Railway station in Welver, Germany

Welver station is a station in Welver in the Soest district of the German state of North Rhine-Westphalia. It has been categorised as a halt (Haltepunkt) since 1991, but it was previously categorised as a station. It is located on the Hamm–Warburg railway. The Welver–Sterkrade railway, which formerly branched here, was closed in 1968 and later dismantled.

== History==

On 1 October 1850, the region was given a connection to the railway network with the opening of the Hamm-Warburg railway of the Royal Westphalian Railway Company. The station between Hamm and Soest was named "Welver", although the whole station precinct was in the Meyerich district. It is believed that this was either intended to avoid confusion of the name "Meyerich" with "Meiderich" (in Duisburg) or because the name "Welver" had more than local significance (and was used by the parish and a former convent). The station in neighbouring Borgeln was opened in 1880.

The Welver – Dortmund Süd – Sterkrade railway was opened in 1876. Thus, the station became a junction and importance of the surrounding communities was increased. Over the following decades, the area around the station was the centre of a new settlement, which bound together the hilltop villages of Welver and Meyerich, which were nearly two kilometres apart.

This area is now a traffic node and a business centre, while the original villages are now in peripheral locations. Shortly afterwards a post office was also opened in the new area, now called am Bahnhof (at the station). A pharmacy, a dairy, a loan and savings bank, grocery stores, grain and animal feed businesses and craft businesses were established at the station. The restaurants benefited. Travellers from the distinct away from the railway came to Welver, put their teams in the stables of inns and refreshed themselves before travelling further. Local business made their rounds in the surrounding villages. In the summer, buyers from the big cities bought fruit here and shipped it by rail in large baskets to their clients in the industrial centres. Otto Koester, the first practicing medical doctor in Welver, established his residence and practice at house no. 90 (demolished in 1974 and now used for parking).

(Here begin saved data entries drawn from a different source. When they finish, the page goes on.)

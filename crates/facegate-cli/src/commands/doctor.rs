use std::any::Any;
use std::process::ExitCode;

use tracing::warn;

use crate::cli::OutputMode;
use crate::commands::CommandHandler;
use crate::doctor::{self, CheckStatus, DoctorContext, DoctorOutcome};
use crate::errors::AppResult;
use crate::output::render_doctor;

type Runner = Box<dyn Fn(&DoctorContext) -> AppResult<DoctorOutcome> + Send + Sync>;
type Renderer = Box<dyn Fn(&DoctorOutcome, OutputMode) -> AppResult<()> + Send + Sync>;

/// Runs the self-check; exits 1 when any check failed. Warnings alone pass.
pub struct DoctorHandler {
    context: DoctorContext,
    run: Runner,
    render: Renderer,
}

impl DoctorHandler {
    pub fn new() -> Self {
        Self::with_dependencies(
            DoctorContext::default(),
            doctor::run_doctor_with,
            render_doctor,
        )
    }

    pub fn with_dependencies(
        context: DoctorContext,
        run: impl Fn(&DoctorContext) -> AppResult<DoctorOutcome> + Send + Sync + 'static,
        render: impl Fn(&DoctorOutcome, OutputMode) -> AppResult<()> + Send + Sync + 'static,
    ) -> Self {
        Self {
            context,
            run: Box::new(run),
            render: Box::new(render),
        }
    }
}

impl Default for DoctorHandler {
    fn default() -> Self {
        Self::new()
    }
}

impl CommandHandler for DoctorHandler {
    fn execute(&self, mode: OutputMode, verbose: bool) -> AppResult<ExitCode> {
        let outcome = (self.run)(&self.context)?;
        if verbose {
            for check in outcome
                .checks
                .iter()
                .filter(|check| check.status != CheckStatus::Pass)
            {
                warn!(check = %check.name, status = ?check.status, "{}", check.message);
            }
        }
        (self.render)(&outcome, mode)?;
        if outcome.ok {
            Ok(ExitCode::SUCCESS)
        } else {
            Ok(ExitCode::from(1))
        }
    }

    fn as_any(&self) -> &dyn Any {
        self
    }
}
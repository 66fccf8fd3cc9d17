//! Candidate validation
//!
//! Shape checks, the modulus-10 check digit and the contextual denylist that
//! weeds out ZIP codes, tax ids and file numbers sitting next to a marker.

use regex::Regex;
use std::sync::LazyLock;

/// Check-digit verdict for a candidate
#[derive(Debug, Clone, Copy, PartialEq, Eq)]
pub enum CheckDigitStatus {
    /// The ninth character matches the computed check digit
    Valid,

    /// The ninth character differs from the computed check digit
    Mismatch,

    /// No check digit to verify (8-character candidate)
    NotApplicable,
}

impl CheckDigitStatus {
    /// Multiplier applied to the base confidence
    pub fn confidence_factor(&self) -> f32 {
        match self {
            CheckDigitStatus::Valid => 1.0,
            CheckDigitStatus::NotApplicable => 0.85,
            CheckDigitStatus::Mismatch => 0.5,
        }
    }
}

/// Characters of look-behind used by the contextual denylist
pub const CONTEXT_CHARS: usize = 24;

static DENIED_CONTEXT_RE: LazyLock<Regex> = LazyLock::new(|| {
    Regex::new(
        r"(?i)(?:\bI\.?R\.?S\b|\bFILE\s+(?:NO\b|NUMBER\b)|\bACCESSION\b|\bP\.?\s?O\.?\s+BOX\b)",
    )
    .unwrap()
});

static STATE_BEFORE_RE: LazyLock<Regex> = LazyLock::new(|| {
    Regex::new(concat!(
        r"(?:^|[^A-Za-z])(?:AL|AK|AZ|AR|CA|CO|CT|DE|DC|FL|GA|HI|ID|IL|IN|IA|KS|KY|LA|ME|MD|",
        r"MA|MI|MN|MS|MO|MT|NE|NV|NH|NJ|NM|NY|NC|ND|OH|OK|OR|PA|RI|SC|SD|TN|TX|UT|VT|VA|",
        r"WA|WV|WI|WY|PR)[\s,.]*$",
    ))
    .unwrap()
});

static ADDRESS_BEFORE_RE: LazyLock<Regex> = LazyLock::new(|| {
    Regex::new(concat!(
        r"(?i)(?:^|[^A-Za-z])(?:ALABAMA|ALASKA|ARIZONA|ARKANSAS|CALIFORNIA|COLORADO|CONNECTICUT|",
        r"DELAWARE|DISTRICT\s+OF\s+COLUMBIA|FLORIDA|GEORGIA|HAWAII|IDAHO|ILLINOIS|INDIANA|IOWA|",
        r"KANSAS|KENTUCKY|LOUISIANA|MAINE|MARYLAND|MASSACHUSETTS|MICHIGAN|MINNESOTA|",
        r"MISSISSIPPI|MISSOURI|MONTANA|NEBRASKA|NEVADA|NEW\s+HAMPSHIRE|NEW\s+JERSEY|",
        r"NEW\s+MEXICO|NEW\s+YORK|NORTH\s+CAROLINA|NORTH\s+DAKOTA|OHIO|OKLAHOMA|OREGON|",
        r"PENNSYLVANIA|RHODE\s+ISLAND|SOUTH\s+CAROLINA|SOUTH\s+DAKOTA|TENNESSEE|TEXAS|UTAH|",
        r"VERMONT|VIRGINIA|WASHINGTON|WISCONSIN|WYOMING|PUERTO\s+RICO|",
        r"ZIP(?:\s*CODE)?|POSTAL\s+CODE)[\s,.:#]*$",
    ))
    .unwrap()
});

/// Numeric value of one identifier character in the check-digit sum
fn char_value(c: char) -> Option<u32> {
    match c {
        '0'..='9' => c.to_digit(10),
        'A'..='Z' => Some(c as u32 - 'A' as u32 + 10),
        '*' => Some(36),
        '@' => Some(37),
        '#' => Some(38),
        _ => None,
    }
}

/// Compute the check digit over the first eight characters
///
/// Characters at even positions (1-based) are doubled and the decimal
/// digits of every value are summed.
///
/// # Examples
///
/// ```
/// use cikmap_extractor::compute_check_digit;
///
/// assert_eq!(compute_check_digit("037833100"), Some(0));
/// assert_eq!(compute_check_digit("68389X105"), Some(5));
/// assert_eq!(compute_check_digit("123"), None);
/// ```
pub fn compute_check_digit(candidate: &str) -> Option<u32> {
    let mut chars = candidate.chars();
    let mut total = 0;
    for i in 0..8 {
        let mut v = char_value(chars.next()?.to_ascii_uppercase())?;
        if i % 2 == 1 {
            v *= 2;
        }
        total += v / 10 + v % 10;
    }
    Some((10 - total % 10) % 10)
}

/// Verify the ninth character of a candidate
pub fn check_digit_status(candidate: &str) -> CheckDigitStatus {
    if candidate.chars().count() != 9 {
        return CheckDigitStatus::NotApplicable;
    }
    let expected = compute_check_digit(candidate);
    let actual = candidate.chars().nth(8).and_then(|c| c.to_digit(10));
    match (expected, actual) {
        (Some(e), Some(a)) if e == a => CheckDigitStatus::Valid,
        _ => CheckDigitStatus::Mismatch,
    }
}

fn is_sequential_run(candidate: &str) -> bool {
    let digits: Vec<i32> = candidate
        .bytes()
        .map(|b| i32::from(b) - i32::from(b'0'))
        .collect();
    let ascending = digits.windows(2).all(|w| w[1] - w[0] == 1);
    let descending = digits.windows(2).all(|w| w[0] - w[1] == 1);
    ascending || descending
}

/// Decide whether a token is plausibly an identifier
///
/// Lenient checks apply always. Strict mode additionally rejects numeric
/// shapes that are usually dates, phone or file numbers.
///
/// # Examples
///
/// ```
/// use cikmap_extractor::is_valid;
///
/// assert!(is_valid("68389X105", true));
/// assert!(is_valid("037833100", true));
/// assert!(!is_valid("000000000", false));
/// assert!(!is_valid("20230115", true));
/// ```
pub fn is_valid(candidate: &str, strict: bool) -> bool {
    let len = candidate.len();
    if !(8..=9).contains(&len) {
        return false;
    }
    if !candidate
        .bytes()
        .all(|b| b.is_ascii_uppercase() || b.is_ascii_digit())
    {
        return false;
    }

    let digit_count = candidate.bytes().filter(u8::is_ascii_digit).count();
    if digit_count < 5 {
        return false;
    }
    if candidate.bytes().all(|b| b == b'0') {
        return false;
    }
    if ["FILE", "PAGE", "TABLE"]
        .iter()
        .any(|word| candidate.contains(word))
    {
        return false;
    }

    let all_digits = digit_count == len;
    if all_digits && is_sequential_run(candidate) {
        return false;
    }
    // ZIP+4 written without the hyphen
    if all_digits && len == 9 && check_digit_status(candidate) == CheckDigitStatus::Mismatch {
        return false;
    }

    if strict && all_digits {
        if len == 8 {
            return false;
        }
        if candidate.starts_with("19") || candidate.starts_with("20") {
            return false;
        }
        let mut distinct: Vec<u8> = candidate.bytes().collect();
        distinct.sort_unstable();
        distinct.dedup();
        if distinct.len() < 4 {
            return false;
        }
    }

    true
}

/// Whether the text just before a token marks it as something else
///
/// All-digit tokens following a state (code or full name) or a ZIP label
/// are treated as postal codes.
///
/// `start` is the byte offset of the token within `text`.
pub fn is_denied_by_context(text: &str, start: usize, candidate: &str) -> bool {
    let context_start = text[..start]
        .char_indices()
        .rev()
        .nth(CONTEXT_CHARS - 1)
        .map(|(i, _)| i)
        .unwrap_or(0);
    let context = &text[context_start..start];

    if DENIED_CONTEXT_RE.is_match(context) {
        return true;
    }
    candidate.bytes().all(|b| b.is_ascii_digit())
        && (STATE_BEFORE_RE.is_match(context) || ADDRESS_BEFORE_RE.is_match(context))
}

#[cfg(test)]
mod tests {
    use super::*;

    #[test]
    fn test_check_digit_known_identifiers() {
        assert_eq!(check_digit_status("037833100"), CheckDigitStatus::Valid);
        assert_eq!(check_digit_status("68389X105"), CheckDigitStatus::Valid);
        assert_eq!(check_digit_status("594918104"), CheckDigitStatus::Valid);
        assert_eq!(check_digit_status("68389X106"), CheckDigitStatus::Mismatch);
        assert_eq!(check_digit_status("68389X10"), CheckDigitStatus::NotApplicable);
    }

    #[test]
    fn test_confidence_factors() {
        assert_eq!(CheckDigitStatus::Valid.confidence_factor(), 1.0);
        assert!(
            CheckDigitStatus::Mismatch.confidence_factor()
                < CheckDigitStatus::NotApplicable.confidence_factor()
        );
    }

    #[test]
    fn test_lenient_rules() {
        assert!(is_valid("68389X105", false));
        assert!(is_valid("68389X106", false));
        assert!(!is_valid("68389x105", false));
        assert!(!is_valid("6838X", false));
        assert!(!is_valid("68389X1050", false));
        assert!(!is_valid("ABCD1234", false));
        assert!(!is_valid("FILE12345", false));
        assert!(!is_valid("123456789", false));
        assert!(!is_valid("98765432", false));
    }

    #[test]
    fn test_zip_plus_four_rejected() {
        assert_eq!(check_digit_status("100171234"), CheckDigitStatus::Mismatch);
        assert!(!is_valid("100171234", false));
    }

    #[test]
    fn test_strict_rules() {
        assert!(is_valid("20230115", false));
        assert!(!is_valid("20230115", true));
        assert!(!is_valid("12345670", true));
        assert!(is_valid("68389X10", true));
        assert!(!is_valid("111111110", true));
    }

    #[test]
    fn test_context_denylist() {
        let text = "IRS Identification No. 68389X105";
        let start = text.find("68389X105").unwrap();
        assert!(is_denied_by_context(text, start, "68389X105"));

        let text = "Commission File Number 68389X105";
        let start = text.find("68389X105").unwrap();
        assert!(is_denied_by_context(text, start, "68389X105"));

        let text = "First Street 68389X105";
        let start = text.find("68389X105").unwrap();
        assert!(!is_denied_by_context(text, start, "68389X105"));
    }

    #[test]
    fn test_state_abbreviation_marks_zip() {
        let text = "New York, NY 100171234";
        let start = text.find("100171234").unwrap();
        assert!(is_denied_by_context(text, start, "100171234"));

        let text = "Chicago, Illinois 606011005";
        let start = text.find("606011005").unwrap();
        assert!(is_denied_by_context(text, start, "606011005"));

        let text = "Zip Code: 100171008";
        let start = text.find("100171008").unwrap();
        assert!(is_denied_by_context(text, start, "100171008"));

        let text = "Chicago, Illinois 68389X105";
        let start = text.find("68389X105").unwrap();
        assert!(!is_denied_by_context(text, start, "68389X105"));

        let text = "Redmond, WA 98052-6399 CUSIP 594918104";
        let start = text.find("594918104").unwrap();
        assert!(!is_denied_by_context(text, start, "594918104"));
    }

    mod prop {
        use super::super::*;
        use proptest::prelude::*;

        proptest! {
            #[test]
            fn test_valid_candidates_have_identifier_shape(s in "[A-Z0-9]{6,11}", strict in any::<bool>()) {
                if is_valid(&s, strict) {
                    prop_assert!(s.len() == 8 || s.len() == 9);
                    prop_assert!(s.bytes().filter(u8::is_ascii_digit).count() >= 5);
                }
            }

            #[test]
            fn test_strict_implies_lenient(s in "[A-Z0-9]{8,9}") {
                if is_valid(&s, true) {
                    prop_assert!(is_valid(&s, false));
                }
            }

            #[test]
            fn test_lowercase_never_valid(s in "[a-z][a-z0-9]{7,8}") {
                prop_assert!(!is_valid(&s, false));
            }
        }
    }
}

Even a bowling alley was established in the new settlement (at Wilhelm Huffelmann restaurant at No. 90a—later Bergmann’s barber shop). The first station business trained Christian Wiemer in 1880. Later he opened the regionally known Buchwald restaurant.

== Services==

Welver station is served by the RB89 Regionalbahn service, called the Ems-Börde-Bahn. It operates in the north to Hamm and Münster and south to Soest and Paderborn. Services run between Münster and Paderborn every 30 minutes. Services run every 120 minutes (60 minutes at the weekends) between Paderborn and Warburg. Individual services in the morning and evening run to/from Kassel-Wilhelmshöhe.